***** Supplied material *****

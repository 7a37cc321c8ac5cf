//! Gene filter.
//!
//! Keeps the lines of a tab-delimited annotation file (BED or GTF) whose
//! feature column equals a literal such as "gene". Kept lines are copied
//! byte-for-byte, line terminator included; '#' comment lines are dropped.

use anyhow::{Context, Result};
use log::info;
use std::io::{BufRead, Write};
use std::path::Path;

use crate::config::FilterConfig;
use crate::error::ChipPrepError;
use crate::parser::util::{create_output, open_input};
use crate::progress::ProgressObserver;

/// Counters collected while filtering.
#[derive(Debug, Clone, Copy, Default, PartialEq, Eq)]
pub struct FilterStats {
    /// Lines read, comment lines included.
    pub lines_read: u64,
    pub comments_skipped: u64,
    pub lines_kept: u64,
}

/// Return the `column`-th tab-separated field of `line` after trailing
/// whitespace is removed, or the field count if the line is too short.
///
/// Leading whitespace is kept, so a line starting with a tab has an empty
/// first field and its columns are not shifted.
fn field_at(line: &[u8], column: usize) -> std::result::Result<&[u8], usize> {
    let end = line
        .iter()
        .rposition(|b| !b.is_ascii_whitespace())
        .map_or(0, |pos| pos + 1);
    let trimmed = &line[..end];

    trimmed
        .split(|&b| b == b'\t')
        .nth(column)
        .ok_or_else(|| trimmed.split(|&b| b == b'\t').count())
}

/// Filter annotation lines from `reader` into `writer`.
///
/// Every `config.progress_interval` lines (comments counted) the observer
/// is told how many lines have been processed. Fails with
/// [`ChipPrepError::IndexOutOfRange`] on the first non-comment line that
/// has no `config.gene_col` field.
pub fn filter_genes<R, W, P>(
    mut reader: R,
    mut writer: W,
    config: &FilterConfig,
    progress: &mut P,
) -> Result<FilterStats>
where
    R: BufRead,
    W: Write,
    P: ProgressObserver + ?Sized,
{
    let mut stats = FilterStats::default();
    let feature = config.feature.as_bytes();
    let mut line = Vec::new();

    loop {
        line.clear();
        let bytes_read = reader
            .read_until(b'\n', &mut line)
            .context("Failed to read annotation line")?;
        if bytes_read == 0 {
            break;
        }

        stats.lines_read += 1;
        if config.progress_interval > 0 && stats.lines_read % config.progress_interval == 0 {
            progress.on_progress(stats.lines_read);
        }

        if line.first() == Some(&b'#') {
            stats.comments_skipped += 1;
            continue;
        }

        let field = field_at(&line, config.gene_col).map_err(|num_fields| {
            ChipPrepError::IndexOutOfRange {
                line_number: stats.lines_read,
                column: config.gene_col,
                num_fields,
                line: String::from_utf8_lossy(&line).trim_end().to_string(),
            }
        })?;

        if field == feature {
            writer
                .write_all(&line)
                .context("Failed to write annotation line")?;
            stats.lines_kept += 1;
        }
    }

    writer.flush().context("Failed to flush output")?;
    Ok(stats)
}

/// Filter the annotation file at `input` into a new file at `output`.
pub fn run_gene_filter<P>(
    input: &Path,
    output: &Path,
    config: &FilterConfig,
    progress: &mut P,
) -> Result<FilterStats>
where
    P: ProgressObserver + ?Sized,
{
    info!("Filtering annotations: {}", input.display());
    let reader = open_input(input)?;

    info!("Writing output to: {}", output.display());
    let writer = create_output(output)?;

    let stats = filter_genes(reader, writer, config, progress)
        .with_context(|| format!("Failed to filter {}", input.display()))?;

    info!(
        "{} lines read, {} comments skipped, {} '{}' lines kept",
        stats.lines_read, stats.comments_skipped, stats.lines_kept, config.feature
    );
    Ok(stats)
}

*****

Work required: Wherever a line in the records contains the word "trimmed", copy that line.

Answer space:
    let trimmed = &line[..end];
    trimmed
        .ok_or_else(|| trimmed.split(|&b| b == b'\t').count())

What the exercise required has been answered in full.